El 6 de octubre se celebra la festividad de san Bruno de Calabria, sacerdote, fundador de los Certosinos. 

Nació en una familia noble alemana de Colonia, en Lotaringia, Bruno o Brunone, en 1030. Era una época de gran fermento y movilidad en toda Europa, por lo que no es de extrañar que su vida haya transcurrido entre Alemania, Francia e Italia. Asistió a la escuela de san Cuniberto y fue inmediatamente acogido por el obispo que lo nombró canónigo de su iglesia; luego se trasladó a Reims para estudiar y más tarde para enseñar. Allí se encontró cara a cara con la simonía, aquella plaga nacida dentro de la Iglesia que consistía en el vergonzoso comercio de la compra y venta de los oficios eclesiásticos. A partir de esa triste experiencia de los vicios del clero corrompido que comerciaba con los santos ministerios – que debían ser para el servicio espiritual y no para imitar el poder mundano- comenzó a nacer en él un fuerte rechazo a la hipocresía de ese mundo.

Mientras dirigía la escuela que lo había visto como alumno, el obispo de Reims murió. Por lógica natural a Bruno le correspondía ser su sucesor, pero fue elegido Manasés de Gournay, a quien Bruno había acusado de simonía. Naturalmente las cosas se complicaron para Bruno que llegó a una ruptura completa y se vio obligado a huir. Fue el periodo en el que Bruno maduró su decisión radical de dejar el mundo secular. Durante un tiempo se puso bajo la dirección de san Roberto en la ermita de Molesme, pero luego comprendió que el Señor le llamaba a otro lugar. Junto con seis compañeros que compartían sus mismos ideales, se presentó al obispo de Grenoble quien, confiando en su buena fama, les concedió unas tierras hostiles e inexploradas en Chartreuse, a una altitud de casi 1200 metros.

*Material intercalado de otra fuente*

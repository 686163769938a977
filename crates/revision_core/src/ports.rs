//! crates/revision_core/src/ports.rs
//!
//! Defines the service contracts (traits) for the application's core logic.
//! These traits form the boundary of the hexagonal architecture, allowing the core
//! to be independent of specific external implementations like databases or APIs.

use async_trait::async_trait;
use chrono::{DateTime, Utc};
use uuid::Uuid;

use crate::domain::{
    CreditAccount, GradingResult, MeteredAction, PracticeSession, PracticeSubmission,
    SessionStatus, UsageRecord,
};

//=========================================================================================
// Generic Port Error and Result Types
//=========================================================================================

/// A generic error type for all port operations.
/// This abstracts away the specific errors from external services (e.g., database, network).
#[derive(Debug, thiserror::Error)]
pub enum PortError {
    #[error("Item not found: {0}")]
    NotFound(String),
    #[error("An unexpected error occurred: {0}")]
    Unexpected(String),
    #[error("Unauthorized")]
    Unauthorized,
}

/// A convenience type alias for `Result<T, PortError>`.
pub type PortResult<T> = Result<T, PortError>;

//=========================================================================================
// Typed Outcomes for Conditional Storage Operations
//=========================================================================================

/// The outcome of a compare-and-set status update. A transition whose
/// precondition no longer holds at write time must report
/// `PreconditionFailed` rather than overwrite.
#[derive(Debug, Clone, Copy, PartialEq, Eq)]
pub enum StatusUpdate {
    Applied,
    PreconditionFailed,
}

/// The outcome of an atomic check-and-deduct. `Denied` means insufficient
/// credits, not an error.
#[derive(Debug, Clone, Copy, PartialEq, Eq)]
pub enum DebitOutcome {
    Granted,
    Denied,
}

//=========================================================================================
// Service Ports (Traits)
//=========================================================================================

/// The storage contract the core requires. Implementations must make
/// `update_session_status` and `deduct_credits` genuinely atomic (a single
/// conditional write / one transaction), not read-then-write pairs.
#[async_trait]
pub trait RepositoryService: Send + Sync {
    // --- Sessions ---
    async fn insert_session(&self, session: PracticeSession) -> PortResult<()>;

    /// Fetches a session. When `owner` is given, a session owned by a
    /// different user yields `PortError::Unauthorized`.
    async fn get_session(
        &self,
        session_id: Uuid,
        owner: Option<Uuid>,
    ) -> PortResult<PracticeSession>;

    /// Compare-and-set on the status column. `stamp` is written to
    /// `started_at` when `new` is `in_progress` and to `submitted_at` when
    /// `new` is `submitted`; it is ignored for other targets.
    async fn update_session_status(
        &self,
        session_id: Uuid,
        expected: SessionStatus,
        new: SessionStatus,
        stamp: Option<DateTime<Utc>>,
    ) -> PortResult<StatusUpdate>;

    // --- Submissions ---
    async fn insert_submission(&self, submission: PracticeSubmission) -> PortResult<()>;

    async fn get_submission(&self, submission_id: Uuid) -> PortResult<PracticeSubmission>;

    async fn get_submission_for_session(
        &self,
        session_id: Uuid,
    ) -> PortResult<PracticeSubmission>;

    /// Removes a submission row. Used to undo the insert half of a submit
    /// whose status transition lost its race.
    async fn delete_submission(&self, submission_id: Uuid) -> PortResult<()>;

    async fn update_submission_grading(
        &self,
        submission_id: Uuid,
        result: GradingResult,
    ) -> PortResult<()>;

    // --- Credits and Usage ---
    /// Fetches the user's credit account, lazily creating it with
    /// `default_balance` when the user has no row yet.
    async fn get_or_create_credit_account(
        &self,
        user_id: Uuid,
        default_balance: u32,
    ) -> PortResult<CreditAccount>;

    /// Atomically verifies `balance >= cost`, deducts, and appends `record`
    /// in the same transaction.
    async fn deduct_credits(
        &self,
        user_id: Uuid,
        cost: u32,
        record: UsageRecord,
    ) -> PortResult<DebitOutcome>;

    /// Appends a ledger entry without touching any balance.
    async fn insert_usage_record(&self, record: UsageRecord) -> PortResult<()>;

    /// Sums the credits charged for `action` since `since` (inclusive).
    async fn sum_usage_since(
        &self,
        user_id: Uuid,
        action: MeteredAction,
        since: DateTime<Utc>,
    ) -> PortResult<u32>;
}

//=========================================================================================
// AI Completion Gateway
//=========================================================================================

/// The role of one message in a completion prompt.
#[derive(Debug, Clone, Copy, PartialEq, Eq)]
pub enum ChatRole {
    System,
    User,
    Assistant,
}

/// One message in the ordered prompt sent to the gateway.
#[derive(Debug, Clone)]
pub struct ChatMessage {
    pub role: ChatRole,
    pub content: String,
}

impl ChatMessage {
    pub fn system(content: impl Into<String>) -> Self {
        Self {
            role: ChatRole::System,
            content: content.into(),
        }
    }

    pub fn user(content: impl Into<String>) -> Self {
        Self {
            role: ChatRole::User,
            content: content.into(),
        }
    }

    pub fn assistant(content: impl Into<String>) -> Self {
        Self {
            role: ChatRole::Assistant,
            content: content.into(),
        }
    }
}

/// A request to the external completion service.
#[derive(Debug, Clone)]
pub struct CompletionRequest {
    pub messages: Vec<ChatMessage>,
    pub temperature: f32,
    pub max_tokens: u32,
}

/// The gateway's reply: generated text plus token-usage metadata.
#[derive(Debug, Clone)]
pub struct Completion {
    pub content: String,
    pub total_tokens: u32,
}

/// The external AI completion service, treated as a black box:
/// structured prompt in, text out. May fail or return malformed content.
#[async_trait]
pub trait CompletionService: Send + Sync {
    async fn complete(&self, request: CompletionRequest) -> PortResult<Completion>;
}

Bruno, en ese lugar aislado estaba feliz. Con sus compañeros comenzó la construcción de las chozas, todas de paja, en las que iban a vivir, y la construcción de la iglesia, el único edificio de piedra, según los criterios de consagración de un lugar sagrado, consagración que llegó en 1085. Aquí Bruno comenzó a pasar su vida en silencio, hablando sólo en su corazón con Dios, a quien encontraba en la oración y el recogimiento, mientras que la vida comunitaria, aunque presente, se redujo al mínimo. Él y sus compañeros no eran conscientes de fundar algo nuevo – esta no era su intención – sólo querían mantenerse alejados de los mercaderes de lo sagrado y vivir el Evangelio radicalmente. Pero la voluntad de Dios se debía cumplir, y esa nueva experiencia de vida cristiana decididamente ascetica y de contemplación, con el tiempo, se transformará en una nueva Orden monástica: los monjes cartujos.

Sólo seis años después del nacimiento de la Cartuja, Bruno fue llamado a Roma: un antiguo alumno suyo fue elegido Papa con el nombre de Urbano II y lo quería a su lado como consejero. Bruno no se atrevió a desobedecer al Papa, pero le costó mucho abandonar la vida monástica. En Roma, de hecho, aguantó sólo unos meses, luego logró obtener del Papa que lo transfierese a Calabria: Urbano creía que podía elegirlo obispo de Reggio, pero Bruno, en cambio, recibió providencialmente como regalo de un noble un bellísimo bosque en la localidad de Torre donde comienzó a construir una nueva comunidad eremítica, exactamente donde hoy se encuentra la ciudad que en su honor se llama Sierra san Bruno. Pasó los últimos años de su vida allí, viviendo como siempre había querido: en continua penitencia, caridad y oración contemplativa hasta su muerte en 1101.